Она была в свитере, Кло, и носках. Больше на ней ничего не было. Мы провели все утро и большую часть дня в постели. Ее волосы еще были влажны от пота. Она была хороша, Кло, вот если бы не строптива... Все равно возможности удержаться с ней или с кем-то еще не было. Словно одна единственная Жена раскололась на тысячи кусков и в каждой из этих нынешних случайных была лишь часть, осколок. Попыткой моей собрать ее воедино, да и не попыткой, а случайным шансом, была Лидия. Теперь, когда мы были на равных, когда цветной туман мне не застилал глаза, она меня не интересовала. Не потому, что я увидел ее другою, нет! Потому, что то место, где она была, выжжено.
Я встретил за эти месяцы целую вереницу милых, взъерошенных нежных, вздорных, растерянных одиночек: исчезнувшие мужья, плохо выбранное время для развода, опустевшие враз дома, страх, что их больше не выбирают, за ними не бегают, неловкие попытки выбирать самим.
"Какого дьявола, - иногда взрывался я, - нас зажала меж ног, зажала ногами ненасытная ловушка секса?! Все проваливается в нее, все честолюбивые помыслы, все мускулистые подвиги, все отчаянные , все великие мечты. Она лишь с виду податливая, робкая, нежная, дышащая, влажная. На самом деле она перетирает камни, в ее складках хрустят, лопаясь, сейфы, исчезают, всё ещё не сплющенные жизнью, таланты. Она гасит все наши порывы. Словно, если бы разрешить мужскому началу неостановимо, неослабеваемо нагнетать и нагнетать в мир свою силу,произойдет катастрофа... Она и есть наша прижизненная тюрьма, дверь, которая всегда открыта и куда мы возвращаемся сами."
Кло была одним из таких осколков. В редкие минуты она пыталась быть для меня целым. Но ее не хватало. Не хватало сил удержать осколки вместе.
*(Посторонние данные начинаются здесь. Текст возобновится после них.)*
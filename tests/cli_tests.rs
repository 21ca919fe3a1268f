use clap::Parser;
use std::fs;
use std::process::Command;
use tempfile::TempDir;
use xtools::TransformError;
use xtools::cli::{Args, run};

const FORM: &str = r##"<form xmlns:xt="http://ki.ujep.cz/ns/xtools" xmlns:tag="http://ki.ujep.cz/ns/xtags" xmlns:ak="http://ki.ujep.cz/ns/akreditace">
<ak:osoba id="g"><ak:jméno>Eva Malá</ak:jméno><ak:tituly>doc. Ing. CSc.</ak:tituly></ak:osoba>
<section id="base"><h2>Garant</h2><p><xt:string idref="g|aname"/></p></section>
<section xt:extends="#base"><h2>Zástupce</h2></section>
<ul tag:list="people"><li>x</li></ul>
<style>p { color: red }</style>
</form>"##;

fn write_input(dir: &TempDir, name: &str, text: &str) -> String {
    let path = dir.path().join(name);
    fs::write(&path, text).unwrap();
    path.to_string_lossy().into_owned()
}

#[test]
fn test_full_pipeline_to_output_file() {
    let dir = TempDir::new().unwrap();
    let input = write_input(&dir, "form.xml", FORM);
    let output = dir.path().join("out.xml");
    let args = Args::try_parse_from([
        "xtools",
        input.as_str(),
        "-n",
        "ak=http://ki.ujep.cz/ns/akreditace",
        "-o",
        output.to_str().unwrap(),
        "--destyle",
        "-q",
    ])
    .unwrap();

    run(&args).unwrap();
    let xml = fs::read_to_string(&output).unwrap();

    assert_eq!(xml.matches("doc. Ing. Eva Malá, CSc.</a>").count(), 2);
    assert!(xml.contains("<h2>Zástupce</h2><p>"));
    assert!(xml.contains(r#"<ul class="tag_list" data-tag="people">"#));
    assert!(!xml.contains("<tag:"));
    assert!(!xml.contains("<style"));
}

#[test]
fn test_config_file_supplies_namespaces() {
    let dir = TempDir::new().unwrap();
    let input = write_input(&dir, "form.xml", FORM);
    let config = write_input(
        &dir,
        "xtools.json",
        r#"{"namespaces": {"ak": "http://ki.ujep.cz/ns/akreditace"}, "destyle": true}"#,
    );
    let output = dir.path().join("out.xml");
    let args = Args::try_parse_from([
        "xtools",
        input.as_str(),
        "--config",
        config.as_str(),
        "--output",
        output.to_str().unwrap(),
    ])
    .unwrap();

    run(&args).unwrap();
    let xml = fs::read_to_string(&output).unwrap();
    assert!(xml.contains("doc. Ing. Eva Malá, CSc."));
    assert!(!xml.contains("<style"));
}

#[test]
fn test_without_builtins_aname_is_unknown() {
    let dir = TempDir::new().unwrap();
    let input = write_input(&dir, "form.xml", FORM);
    let output = dir.path().join("out.xml");
    let args = Args::try_parse_from([
        "xtools",
        input.as_str(),
        "-n",
        "ak=http://ki.ujep.cz/ns/akreditace",
        "-o",
        output.to_str().unwrap(),
        "--no-builtins",
    ])
    .unwrap();

    let err = run(&args).unwrap_err();
    assert!(matches!(err, TransformError::Evaluation { .. }));
    assert!(!output.exists());
}

#[test]
fn test_extends_cycle_is_reported_with_locations() {
    let dir = TempDir::new().unwrap();
    let input = write_input(
        &dir,
        "cycle.xml",
        r##"<form xmlns:xt="http://ki.ujep.cz/ns/xtools">
<a id="a" xt:extends="#b"/>
<b id="b" xt:extends="#a"/>
</form>"##,
    );
    let args = Args::try_parse_from(["xtools", input.as_str()]).unwrap();

    let err = run(&args).unwrap_err();
    assert!(matches!(err, TransformError::Cycle(_)));
    let message = err.to_string();
    assert!(message.starts_with("cycle in extends:"));
    assert!(message.contains("cycle.xml:2]"));
    assert!(message.contains("cycle.xml:3]"));
}

#[test]
fn test_missing_input_is_an_error() {
    let dir = TempDir::new().unwrap();
    let missing = dir.path().join("nope.xml");
    let args = Args::try_parse_from(["xtools", missing.to_str().unwrap()]).unwrap();
    assert!(matches!(run(&args), Err(TransformError::Dom(_))));
}

#[test]
fn test_resolved_queries_are_logged_to_stderr_only() {
    let dir = TempDir::new().unwrap();
    let input = write_input(&dir, "form.xml", FORM);
    let xtools = |quiet: bool| {
        let mut command = Command::new(env!("CARGO_BIN_EXE_xtools"));
        command
            .arg(&input)
            .args(["-n", "ak=http://ki.ujep.cz/ns/akreditace"])
            .env_remove("RUST_LOG")
            .env("RUST_LOG_STYLE", "never");
        if quiet {
            command.arg("-q");
        }
        command.output().unwrap()
    };

    let out = xtools(false);
    assert!(out.status.success());
    let stdout = String::from_utf8(out.stdout).unwrap();
    let stderr = String::from_utf8(out.stderr).unwrap();
    assert_eq!(stdout.matches("doc. Ing. Eva Malá, CSc.</a>").count(), 2);
    assert!(!stdout.contains("xtools::query"));
    assert!(!stdout.contains("f:aname("));
    let logged: Vec<&str> = stderr
        .lines()
        .filter(|line| line.contains("xtools::query"))
        .collect();
    assert!(logged.iter().any(|line| line.ends_with("//*[@id='base']")));
    assert!(logged.iter().any(|line| line.ends_with("f:aname(//*[@id='g'])")));

    let quiet = xtools(true);
    assert!(quiet.status.success());
    assert!(!String::from_utf8(quiet.stderr).unwrap().contains("xtools::query"));
}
Без травы, без литра белого она могла продержаться не больше двух дней. В ней была запрограммирована неотвратимая конечная измена, как в военных спутниках финальное саморазрушение. Я наблюдал, как накапливание, уплотнение наших мелких невзгод (деньги! деньги! и деньги!..) будило ее, заставляло пошире распахивать всегда заспанные глаза и нашаривать сквозь туман мигрени или похмелья нового любовника. На которого можно было бы положиться, с котором можно было бы отключить тикающий пульсирующий механизм тревоги.
Чтобы остаться с Кло, ее нужно было разминировать. Мне это было не по силам. Все что в России просекалось с первых двух слов, все что там было ясно о человеке уже через 10 минут знакомства, было закрытой книгой здесь, в Париже. Я не читал в местных душах. У меня не было кода. И был рад. Можно было отдохнуть от всего остального человечества.
* * *
Ближе к вечеру я позвонил знакомым американцам.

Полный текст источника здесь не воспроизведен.